Tandis que les yeux rivés au scialytique, je bandais mon corps contre l’énervement de la roulette,  je me suis demandé, une fois de plus, pourquoi aucun de ces journaleux appointés au service public ne parlait jamais de tous ces gens ordinaires qui font des choses extraordinaires. Il est sans doute plus facile et certainement plus rentable de les ignorer ! Leur rareté est leur qualité et leur difficulté, ceci expliquant cela… peut-être… Je me suis demandé dans la foulée pourquoi moi-même, je n’en étais pas une chercheuse d’or impénitente, sinon évasive, au petit bonheur de la rencontre, comme celle que j’avais faite le matin même dans un petit village, enfoui dans une vallée humide et froide de la Montagne Noire, toute ébréchée de tanneries éventrées qui témoignent intensément d’une activité humaine suicidée.

Un atelier, minuscule, planqué dans un patelin cul de sac, Hautpoul, où culmine une quinzaine d’habitants, veillés par les ruines fantomatiques d’un château cathare plongeant dans un abîme verdoyant qui berce en contrebas Mazamet à qui le village, chassé et assiégé par Simon de Montfort, donna naissance au XIIéme siècle, était aussi bordélique que l’homme, Philippe Raymond, semblait minutieux. La soixantaine cassée par vingt ans de tropiques, de bonne chair, celle que l’on mange et celle que l’on caresse, se foutant comme de l’an quarante de ce que lui disent l’époque et le temps, indiscipliné par amour de la vie et par celui de l’inutile, ses mains battoirs façonnées par un long travail de forestier s’affairaient avec délicatesse sur une minuscule marqueterie sous le regard attentif de ses deux yeux vissés au cul d’une loupe. Sur les étagères, en piles précaires, des feuilles de bois poussiéreuses qui étaient autant de pages tournées de sa vie, dont il n’avoue rien, si ce n’est quelques mots : forestier, vingt ans en Guyane, artisan marqueteur autodidacte et généreux pédagogue.

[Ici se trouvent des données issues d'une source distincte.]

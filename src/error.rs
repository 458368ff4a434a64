//! Crate-level error type.
//!
//! Most failures a caller can provoke resolve to one of the RPC response
//! codes documented on [`crate::nlm::Response`] and never surface here —
//! see `nlm::vfs::VfsError` and `nlm::transport::TransportError` for the
//! shapes those collaborator failures take before a handler maps them.
//! [`Error`] is reserved for conditions that have no such response code:
//! startup configuration failures and process-wide misconfiguration.

use std::fmt;

#[derive(Debug)]
pub enum Error {
    /// The supplied configuration failed to parse or validate.
    Config(String),
    /// The sysid space was configured with zero width, leaving no sysids
    /// for remote hosts to be assigned.
    EmptySysidSpace,
}

impl fmt::Display for Error {
    fn fmt(&self, f: &mut fmt::Formatter<'_>) -> fmt::Result {
        match self {
            Error::Config(message) => write!(f, "invalid configuration: {message}"),
            Error::EmptySysidSpace => write!(f, "sysid space must contain at least one id"),
        }
    }
}

impl std::error::Error for Error {}

pub type Result<T> = std::result::Result<T, Error>;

Marqueterie, Philippe Raymond

Bois de rose, palissandre des Indes, amarante, buis, ébène, bouleau champignonné, érable, if, pistachier, tamaris, amourette… Ses doigts époussetaient, passaient l’éponge humide sur les essences rares ou communes, parfois vieilles de plusieurs siècles, révélant la couleur, les veines, le moiré, le mouvement, soulignant des paysages inventés et des chatoyances insoupçonnées. L’essence du vivant jaillissait sous le geste plutôt que sous le verbe et pourtant, cet homme racontait une histoire, la sienne et celle de beaucoup d’autres, des légendes que l’on devine plutôt qu’elles ne se disent. Il me laissa le soin de nouer un dialogue avec la matière, de percevoir son âme, ayant lui-même appris à faire silence pour l’écouter avant de vouloir en faire chanter l’harmonie. Donnez-lui un dessin à retranscrire et à marqueter, cet homme débonnaire, mais diablement secret, fera du bel ouvrage soigné et précis, appliqué à la technique. Donnez-lui carte blanche, lui qui n’obéit qu’à ce qu’il sent d’instinct en fera une œuvre d’art, des pierres de rêve, mêlant intuitivement essences, couleurs, architecture du bois suivant un langage poétique dont il est le seul à déchiffrer les arcanes.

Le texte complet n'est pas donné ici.